During the last three or four years of his life, after the publication of The Fall, Albert Camus had a writer’s block which he was desperately trying to overcome when he died in an automobile crash in 1960 at age forty-six. Many events contributed to his inability to write. There had been the famous debate with Jean-Paul Sartre over terror in the USSR, from which, in the verdict of many Parisian intellectuals, he came away the loser. Then the French-Algerian war broke out, and his unwillingness to espouse the cause of Algerian independence diminished still more his reputation among the left. Awarded the Nobel prize just at the moment when the press was demanding that he state a clearcut position on Algeria, he found himself in the position of an old actor suddenly afflicted by stage fright, trying to speak his lines while a hostile audience was making for the exit.

That audience has never stopped deserting him. To be sure, his works have been consecrated in a Pléiade edition, his notebooks have been published, and Camus criticism continues to be a thriving academic industry. But the intelligentsia that came of age during the 1960s had, by and large, little sympathy for moralists, least of all for one who respected his own ambiguities, who shrank from collective action, who detested violence, all the more so for having so much of it inside him, and who increasingly brought his irony to bear upon the innocence that revolutionary ideology encourages in militant minds. The thrashing given to Anatole France by surrealists after World War I and the eclipse Andé Gide suffered with the appearance of Retour de l’URSS in 1936 might be considered as precedents for the fate Camus endured at the hands of a generation radically estranged from his values.

He preached restraint in style and action. They were spoiling for heavy melodrama. He invoked filial piety as a reason for wanting some other solution to the Algerian war than one that would cast him adrift from his motherland. They were disposed to honor writers whose work legitimized their hatred of institutions that held them hostage to the past. Meursault’s passing remark in The Stranger, “We are always a bit at fault,” formed the basis of a creed that proved useless, worse than useless, to people who found the compromises of everyday life intolerable. Revolutionary action is Manichean, as Malraux put it during his communist days.

The Humpty Dumpties of French literary fashion stand a fair chance of getting pieced together in England or America, and Camus may yet become a case in point (much the same can be said of France’s historical ghosts, as we have seen recently with Vichy France and the Jews by Michael Marrus and Robert Paxton. Patrick McCarthy’s biographical study appears only two years after the publication of Herbert Lottman’s,1 which has since been made available to the French in translation.

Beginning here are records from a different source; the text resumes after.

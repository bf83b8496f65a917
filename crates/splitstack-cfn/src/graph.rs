//! Stack dependency graph using `petgraph`.
//!
//! Builds a directed acyclic graph from stack dependencies and resolves
//! the order in which stacks must be deployed.

use std::collections::HashMap;

use petgraph::graph::NodeIndex;
use splitstack_common::error::{Result, StackError};

/// A dependency graph of stacks.
#[derive(Debug, Default)]
pub struct DependencyGraph {
    graph: petgraph::Graph<String, ()>,
    nodes: HashMap<String, NodeIndex>,
}

impl DependencyGraph {
    /// Creates an empty dependency graph.
    #[must_use]
    pub fn new() -> Self {
        Self::default()
    }

    /// Adds a stack node, returning the existing node if the name is known.
    pub fn add_stack(&mut self, name: &str) -> NodeIndex {
        if let Some(&idx) = self.nodes.get(name) {
            return idx;
        }
        let idx = self.graph.add_node(name.to_string());
        let _ = self.nodes.insert(name.to_string(), idx);
        idx
    }

    /// Adds a dependency edge: `dependent` depends on `dependency`.
    ///
    /// The edge points from `dependency` to `dependent` so that a
    /// topological sort yields dependencies first.
    ///
    /// # Errors
    ///
    /// Returns `StackError::NotFound` if either stack was never added.
    pub fn add_dependency(&mut self, dependent: &str, dependency: &str) -> Result<()> {
        let from = self.index(dependency)?;
        let to = self.index(dependent)?;
        if !self.graph.contains_edge(from, to) {
            let _ = self.graph.add_edge(from, to, ());
        }
        Ok(())
    }

    /// Returns stack names in deployment order.
    ///
    /// # Errors
    ///
    /// Returns `StackError::Config` if the graph contains a cycle.
    pub fn resolve_order(&self) -> Result<Vec<String>> {
        match petgraph::algo::toposort(&self.graph, None) {
            Ok(indices) => Ok(indices
                .iter()
                .filter_map(|&idx| self.graph.node_weight(idx).cloned())
                .collect()),
            Err(cycle) => {
                let name = self
                    .graph
                    .node_weight(cycle.node_id())
                    .map_or("?", String::as_str);
                Err(StackError::Config {
                    message: format!("cyclic dependency between stacks involving {name}"),
                })
            }
        }
    }

    fn index(&self, name: &str) -> Result<NodeIndex> {
        self.nodes
            .get(name)
            .copied()
            .ok_or_else(|| StackError::NotFound {
                kind: "stack",
                id: name.to_string(),
            })
    }
}

#[cfg(test)]
mod tests {
    use super::*;

    fn position(order: &[String], name: &str) -> usize {
        order.iter().position(|n| n == name).expect(name)
    }

    #[test]
    fn empty_graph_resolves_to_empty() {
        let graph = DependencyGraph::new();
        assert!(graph.resolve_order().expect("resolve").is_empty());
    }

    #[test]
    fn adding_a_stack_twice_reuses_the_node() {
        let mut graph = DependencyGraph::new();
        let a = graph.add_stack("VpcStack");
        let b = graph.add_stack("VpcStack");
        assert_eq!(a, b);
        assert_eq!(graph.resolve_order().expect("resolve"), vec!["VpcStack"]);
    }

    #[test]
    fn compute_deploys_after_network_and_registry() {
        let mut graph = DependencyGraph::new();
        let _ = graph.add_stack("EcsStack");
        let _ = graph.add_stack("EcrStack");
        let _ = graph.add_stack("VpcStack");
        graph.add_dependency("EcsStack", "VpcStack").expect("edge");
        graph.add_dependency("EcsStack", "EcrStack").expect("edge");

        let order = graph.resolve_order().expect("resolve");
        assert_eq!(order.len(), 3);
        assert!(position(&order, "VpcStack") < position(&order, "EcsStack"));
        assert!(position(&order, "EcrStack") < position(&order, "EcsStack"));
    }

    #[test]
    fn diamond_dependency() {
        let mut graph = DependencyGraph::new();
        for name in ["a", "b", "c", "d"] {
            let _ = graph.add_stack(name);
        }
        graph.add_dependency("a", "b").expect("edge");
        graph.add_dependency("a", "c").expect("edge");
        graph.add_dependency("b", "d").expect("edge");
        graph.add_dependency("c", "d").expect("edge");

        let order = graph.resolve_order().expect("resolve");
        assert!(position(&order, "d") < position(&order, "b"));
        assert!(position(&order, "d") < position(&order, "c"));
        assert!(position(&order, "b") < position(&order, "a"));
        assert!(position(&order, "c") < position(&order, "a"));
    }

    #[test]
    fn cycle_detection() {
        let mut graph = DependencyGraph::new();
        let _ = graph.add_stack("a");
        let _ = graph.add_stack("b");
        graph.add_dependency("a", "b").expect("edge");
        graph.add_dependency("b", "a").expect("edge");

        let msg = graph.resolve_order().unwrap_err().to_string();
        assert!(msg.contains("cyclic"), "got: {msg}");
    }

    #[test]
    fn unknown_stack_in_edge_is_rejected() {
        let mut graph = DependencyGraph::new();
        let _ = graph.add_stack("a");
        let err = graph.add_dependency("a", "ghost").unwrap_err();
        assert!(err.to_string().contains("ghost"), "got: {err}");
    }
}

The biographer who sets out in the hope of rescuing from limbo a misunderstood idol faces a challenge in Camus, for the distance he established with all those qualities that mark his style—its elegance, irony, and aphoristic sheen—contained a fear of being known, or penetrated. “The innocent is he who doesn’t explain himself,” he noted. As strong as his need to assert a public presence was his conviction that self-exposure invited self-destruction (Camus called biographers “biophages”). Like an actor who cannot forgo either audiences or masks, he hid among innumerable personae. There was the Don Juan and the would-be monk, the tough and the aristocrat, the purist and the singer of bawdy songs, the urbane monologuist of The Fall and the reticent killer of The Stranger. He had the capacity for many such contradictions, but the one that may come nearest to encompassing every other touches upon his vocation as an author. “Writing,” he once declared, “is an act of violence against myself.”

This internal civil war, which furnished the material for his first major novel, The Stranger, began very early, with the denial he practiced upon himself as a boy wanting out of the family into which he had been born. He never knew his father, a French-Algerian laborer who died at the battle of the Marne, and left him to be raised by his mother and his mother’s mother in Belcourt, a working-class district of Algiers. His childhood revolved around the enigmatic presence of his mother, with whom he lived in lonesome, mute symbiosis, or in what he himself called a solitude à deux that bound him even more powerfully than possessive love. Catherine Camus was a half-deaf charwoman who couldn’t read or write, almost never spoke, and heard little of what went on around her. “He pities his mother, is that to love her?” wrote Camus in an early story. “She had never caressed him because she would not know how. So he stares at her for long minutes. Feeling a stranger, he becomes conscious of her unhappiness.” Whereas Jean-Paul Sartre, another fatherless boy, organized a memoir about his early youth under the title Words, the central event of Camus’s young life would appear to have been this silence, which evoked for him some “other” world beyond his ken and his petitions.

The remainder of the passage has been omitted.